As the producer of the BBC film Hitler, Stalin and Mr. Jones, I accessed previously unseen documents from the Russian Foreign Ministry archives relating to Gareth Jones’s visit to Russia in 1933. They make fascinating reading and have not been cited in either of the two books about Gareth Jones under review. The visa that Jones acquired as Lloyd George’s secretary did give him a huge advantage (it was stamped “БЕСПЛАТНО,” meaning “gratis”), but it was also the fact that he had an invitation to visit the German consul general in Kharkov (as it was then known, the capital of Soviet Ukraine) that gave him the perfect excuse to visit the region. He didn’t “get permission” to visit a tractor factory, but merely did so as part of his general plan to mislead the authorities.

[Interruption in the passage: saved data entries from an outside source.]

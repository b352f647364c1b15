//! Per-game state machine. Every operation re-reads the persisted state, so a
//! fresh engine over the same host picks up where another one stopped.

use std::time::Duration;

use rand::rngs::SmallRng;
use rand::SeedableRng;

use crate::answer::{normalize_candidate, validate_submission, AnsweredSet, SubmitOutcome};
use crate::codec::{from_json, to_json};
use crate::config::{parse_word_list, validate_pool, GameConfig, WordsPerRound, STATUS_FEED_CAP};
use crate::error::GameError;
use crate::feed::{self, StatusFeed};
use crate::game_id::GameId;
use crate::host::{Archive, ArchiveRecord, Host, Job, JobId, KvStore, Realtime, Scheduler};
use crate::keys::{self, KEY_TTL};
use crate::leaderboard::{Leaderboard, LeaderboardEntry};
use crate::protocol::{ChannelMessage, GameEvent, GameSnapshot, RoundView};
use crate::round::{generate_round, Round};

/// Delay before an end of game that failed to archive is tried again.
pub const END_GAME_RETRY_MS: i64 = 60_000;

#[derive(Debug, Clone, Copy, PartialEq, Eq)]
pub enum RoundPhase {
    Idle,
    RoundActive,
    RoundRotating,
    Ended,
}

/// Who is asking. Built by the transport from its own identity source.
#[derive(Debug, Clone, PartialEq, Eq)]
pub struct Caller {
    pub username: String,
    pub moderator: bool,
}

impl Caller {
    pub fn player(username: impl Into<String>) -> Self {
        Self {
            username: username.into(),
            moderator: false,
        }
    }

    pub fn moderator(username: impl Into<String>) -> Self {
        Self {
            username: username.into(),
            moderator: true,
        }
    }
}

#[derive(Debug, Clone, PartialEq, Eq)]
pub struct SubmitReply {
    pub outcome: SubmitOutcome,
    /// Round the submission was judged against.
    pub round_seq: u64,
    pub total_words_solved: u64,
}

pub struct GameEngine<H: Host> {
    host: H,
    game_id: GameId,
    rng: SmallRng,
    phase: RoundPhase,
}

On the eve of his journey south, he had a meeting with comrade Umansky, the press attaché of the People’s Commissariat of Foreign Affairs. Jones’s diary has the appointment in it and on the next day’s entry is the name “Brodowski,” and beside it the words “arr. Kharkoff 9:30” have been crossed out. It transpires from the Russian archive documents that Brodovsky was the Soviet Foreign Ministry’s main man in Kharkov, whose name Gareth Jones had been given by Umansky at the meeting before he left Moscow.
Once in Kharkov, Jones sent a cheery postcard home, obviously taking delight in his cunning deception:
Just a short word to say I am having a splendid time in Kharkoff with the German consul, who is an uncle of Eric Schuler and who is remarkably kind to me. Tomorrow night we are all going to the Opera to see “Eugene Onegin” (Pushkin) and on Thursday, I shall travel with the German consul-general on the wonderful train, the “Arrow,” with sleeping-car to Moscow, arriving there on Friday morning.

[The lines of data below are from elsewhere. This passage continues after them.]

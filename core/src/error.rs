use std::fmt;

use crate::config::ConfigError;
use crate::host::HostError;

#[derive(Debug, Clone, PartialEq, Eq)]
pub enum GameError {
    Config(ConfigError),
    Host(HostError),
    NotFound,
    AlreadyExists,
    /// The word pool cannot produce a playable round.
    Misconfigured,
    GameEnded,
    NotModerator,
    Corrupt { key: String },
    /// An operation failed and undoing its partial effects failed too.
    RollbackFailed {
        error: Box<GameError>,
        cleanup: Box<GameError>,
    },
}

impl GameError {
    /// Stable identifier sent to clients alongside the message.
    pub fn code(&self) -> &'static str {
        match self {
            GameError::Config(_) => "invalid_config",
            GameError::Host(_) => "host_error",
            GameError::NotFound => "not_found",
            GameError::AlreadyExists => "already_exists",
            GameError::Misconfigured => "misconfigured",
            GameError::GameEnded => "game_ended",
            GameError::NotModerator => "not_moderator",
            GameError::Corrupt { .. } => "corrupt_state",
            GameError::RollbackFailed { error, .. } => error.code(),
        }
    }
}

impl fmt::Display for GameError {
    fn fmt(&self, f: &mut fmt::Formatter<'_>) -> fmt::Result {
        match self {
            GameError::Config(err) => write!(f, "invalid configuration: {err}"),
            GameError::Host(err) => write!(f, "host failure: {err}"),
            GameError::NotFound => write!(f, "game not found"),
            GameError::AlreadyExists => write!(f, "a game with this id is already running"),
            GameError::Misconfigured => write!(f, "the word list has no playable words"),
            GameError::GameEnded => write!(f, "the game has ended"),
            GameError::NotModerator => write!(f, "only moderators can do that"),
            GameError::Corrupt { key } => write!(f, "stored value for {key} is unreadable"),
            GameError::RollbackFailed { error, cleanup } => {
                write!(f, "{error} (cleanup failed: {cleanup})")
            }
        }
    }
}

impl std::error::Error for GameError {
    fn source(&self) -> Option<&(dyn std::error::Error + 'static)> {
        match self {
            GameError::Config(err) => Some(err),
            GameError::Host(err) => Some(err),
            GameError::RollbackFailed { error, .. } => Some(error.as_ref()),
            _ => None,
        }
    }
}

impl From<ConfigError> for GameError {
    fn from(err: ConfigError) -> Self {
        GameError::Config(err)
    }
}

impl From<HostError> for GameError {
    fn from(err: HostError) -> Self {
        GameError::Host(err)
    }
}

#[cfg(test)]
mod tests {
    use super::*;

    #[test]
    fn codes_are_stable() {
        assert_eq!(GameError::NotModerator.code(), "not_moderator");
        assert_eq!(
            GameError::from(ConfigError::EmptyWordPool).code(),
            "invalid_config"
        );
        assert_eq!(
            GameError::from(HostError::new("boom")).to_string(),
            "host failure: boom"
        );
    }

    #[test]
    fn rollback_keeps_the_original_code() {
        let err = GameError::RollbackFailed {
            error: Box::new(GameError::Misconfigured),
            cleanup: Box::new(GameError::from(HostError::new("disk gone"))),
        };
        assert_eq!(err.code(), "misconfigured");
        assert_eq!(
            err.to_string(),
            "the word list has no playable words (cleanup failed: host failure: disk gone)"
        );
        assert!(std::error::Error::source(&err).is_some());
    }
}
//! Per-game storage key names. Every key is stored as `{game_id}:{name}`.

use std::time::Duration;

pub const KEY_TTL: Duration = Duration::from_secs(30 * 24 * 60 * 60);

pub const WORDS: &str = "words";
pub const TITLE: &str = "title";
pub const WORDS_COUNT: &str = "wordsCount";
pub const MINUTES_TO_SOLVE: &str = "minutesToSolve";
pub const TOTAL_GAME_DURATION_HOURS: &str = "totalGameDurationHours";
pub const HINT_ENABLED: &str = "hintEnabled";
pub const WORDS_AND_LETTERS: &str = "wordsAndLetters";
pub const ANSWERED_WORDS: &str = "answeredWords";
pub const STATUS_MESSAGES: &str = "statusMessages";
pub const LEADERBOARD: &str = "leaderboard";
pub const CHANGE_LETTERS_JOB_ID: &str = "changeLettersJobId";
pub const SHOW_HINT_JOB_ID: &str = "showHintJobId";
pub const END_GAME_JOB_ID: &str = "endGameJobId";
pub const EVENT_SEQ: &str = "eventSeq";
pub const GAME_ENDED: &str = "gameEnded";

pub const JOB_ID_KEYS: &[&str] = &[CHANGE_LETTERS_JOB_ID, SHOW_HINT_JOB_ID, END_GAME_JOB_ID];

pub const ALL: &[&str] = &[
    WORDS,
    TITLE,
    WORDS_COUNT,
    MINUTES_TO_SOLVE,
    TOTAL_GAME_DURATION_HOURS,
    HINT_ENABLED,
    WORDS_AND_LETTERS,
    ANSWERED_WORDS,
    STATUS_MESSAGES,
    LEADERBOARD,
    CHANGE_LETTERS_JOB_ID,
    SHOW_HINT_JOB_ID,
    END_GAME_JOB_ID,
    EVENT_SEQ,
    GAME_ENDED,
];
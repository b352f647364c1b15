use super::*;

use rand::rngs::StdRng;
use rand::seq::IndexedRandom;
use rand::SeedableRng;
use std::cell::RefCell;
use std::collections::HashSet;
use std::rc::Rc;
use unscramble_core::memory::MemoryHost;
use unscramble_core::{ClientGame, GameEngine, RoundPhase};

use crate::bot::{stage_word, Dictionary};

const START_MS: i64 = 1_700_000_000_000;

#[derive(clap::Args)]
pub(super) struct LocalArgs {
    #[arg(long, default_value = DEFAULT_WORD_LIST_SLUG)]
    word_list: String,
    #[arg(long, default_value_t = 2)]
    words_per_round: u32,
    #[arg(long, default_value_t = 1)]
    minutes_to_solve: u32,
    #[arg(long, default_value_t = 1)]
    hours: u32,
    #[arg(long, default_value_t = 3)]
    players: usize,
    /// Simulated seconds per step.
    #[arg(long, default_value_t = 5)]
    step_secs: u32,
    /// Chance that a player guesses during a step.
    #[arg(long, default_value_t = 0.15)]
    guess_rate: f64,
    #[arg(long)]
    seed: Option<u64>,
    /// Prints every status line as it is published.
    #[arg(long)]
    verbose: bool,
}

struct LocalPlayer {
    name: String,
    session: String,
    client: Rc<RefCell<ClientGame>>,
}

pub(super) async fn run(args: LocalArgs) -> CliResult {
    let Some(entry) = word_list_by_slug(&args.word_list) else {
        list_word_lists();
        return Err(err_msg(format!("unknown word list: {}", args.word_list)));
    };
    let seed = args.seed.unwrap_or_else(|| rand::rng().random());
    let mut rng = StdRng::seed_from_u64(seed);
    let game_id = GameId::generate(&mut rng);
    let form = ConfigForm {
        title: entry.title.to_string(),
        words: entry.joined(),
        minutes_to_solve: args.minutes_to_solve.to_string(),
        words_per_round: args.words_per_round.to_string(),
        total_game_duration_hours: args.hours.to_string(),
        hint_enabled: true,
    };
    let config = form.validate(&game_id)?;
    let dictionary = Dictionary::new(config.word_pool.clone());

    let host = MemoryHost::new(START_MS);
    let players: Vec<LocalPlayer> = (0..args.players.max(1))
        .map(|index| {
            let name = format!("player{}", index + 1);
            let session = random_id(&mut rng, SESSION_ID_LEN);
            let client = Rc::new(RefCell::new(ClientGame::new(game_id.as_str(), &name, &session)));
            let subscriber = client.clone();
            let clock = host.clock.clone();
            host.realtime.subscribe(&game_id.channel(), move |message| {
                subscriber.borrow_mut().apply_message(message, clock.now_ms());
            });
            LocalPlayer {
                name,
                session,
                client,
            }
        })
        .collect();
    if args.verbose {
        host.realtime.subscribe(&game_id.channel(), |message| {
            if let unscramble_core::GameEvent::StatusLine { message } = &message.event {
                println!("  | {message}");
            }
        });
    }

    println!("game {game_id} (seed {seed}): {}", config.title);
    let mut engine = GameEngine::new(host.clone(), game_id.clone(), seed);
    engine.create(config).await?;
    for player in &players {
        let snapshot = engine.snapshot(&player.name).await?;
        player.client.borrow_mut().apply_snapshot(&snapshot, host.clock.now_ms());
    }

    let step_ms = i64::from(args.step_secs.max(1)) * 1000;
    let guess_rate = args.guess_rate.clamp(0.0, 1.0);
    let mut submitted = 0u32;
    while engine.phase() != RoundPhase::Ended {
        let now = host.clock.advance(step_ms);
        for job in host.scheduler.take_due(now) {
            engine.handle_job(&job).await?;
        }
        if engine.phase() == RoundPhase::Ended {
            break;
        }
        for player in &players {
            if !rng.random_bool(guess_rate) {
                continue;
            }
            let Some(request) = stage_guess(player, &dictionary, &mut rng) else {
                continue;
            };
            let ClientMsg::Submit {
                candidate,
                seen_letters,
            } = request
            else {
                continue;
            };
            let reply = engine
                .submit(&player.name, Some(&player.session), &candidate, &seen_letters)
                .await?;
            submitted += 1;
            player.client.borrow_mut().apply_outcome(
                reply.round_seq,
                &reply.outcome,
                reply.total_words_solved,
                host.clock.now_ms(),
            );
        }
    }

    println!("game over after {submitted} submissions");
    println!("leaderboard:");
    for entry in engine.leaderboard().await? {
        println!("  {:<12} {}", entry.username, entry.total_words_solved);
    }
    // what a connected viewer ended up with, rebuilt from channel events alone
    let viewer = players[0].client.borrow();
    let feed = viewer.feed();
    if feed.is_empty() {
        println!("{} saw no status lines", viewer.username());
    } else {
        println!("status feed as {} saw it:", viewer.username());
        for line in feed.messages() {
            println!("  {line}");
        }
    }
    Ok(())
}

/// Picks a word the player has not seen answered yet and stages it.
fn stage_guess(player: &LocalPlayer, dictionary: &Dictionary, rng: &mut StdRng) -> Option<ClientMsg> {
    let mut client = player.client.borrow_mut();
    let round = client.round().cloned()?;
    let answered: HashSet<String> = client
        .answered()
        .iter()
        .map(|entry| entry.word.clone())
        .collect();
    let guesses = dictionary.guesses(&round, &answered);
    let word = guesses.choose(rng)?.to_string();
    let staged = stage_word(client.player_mut()?, &word, rng);
    if !staged {
        return None;
    }
    client.submit_request()
}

The Russian documents reveal that he did check in at the local office of the People’s Commissariat of Foreign Affairs in Kharkov, but Brodovsky was conveniently not at his desk. Jones left his visiting card and did not call back.
When Jones’s press conference about the famine was reported in the United States and Britain, the Soviet authorities went into overdrive to find out how Jones had been allowed to get away with it. The Russian documents, which I translated and published in full in my article “Reporting Stalin’s Famine” (Kritika, Fall 2013), shed light not only on Jones’s singular achievement, but also on the none-too-efficient workings of the Soviet NKVD at the time. A careful reading of those might also “make readers and writers of history think twice about what they think they already know.”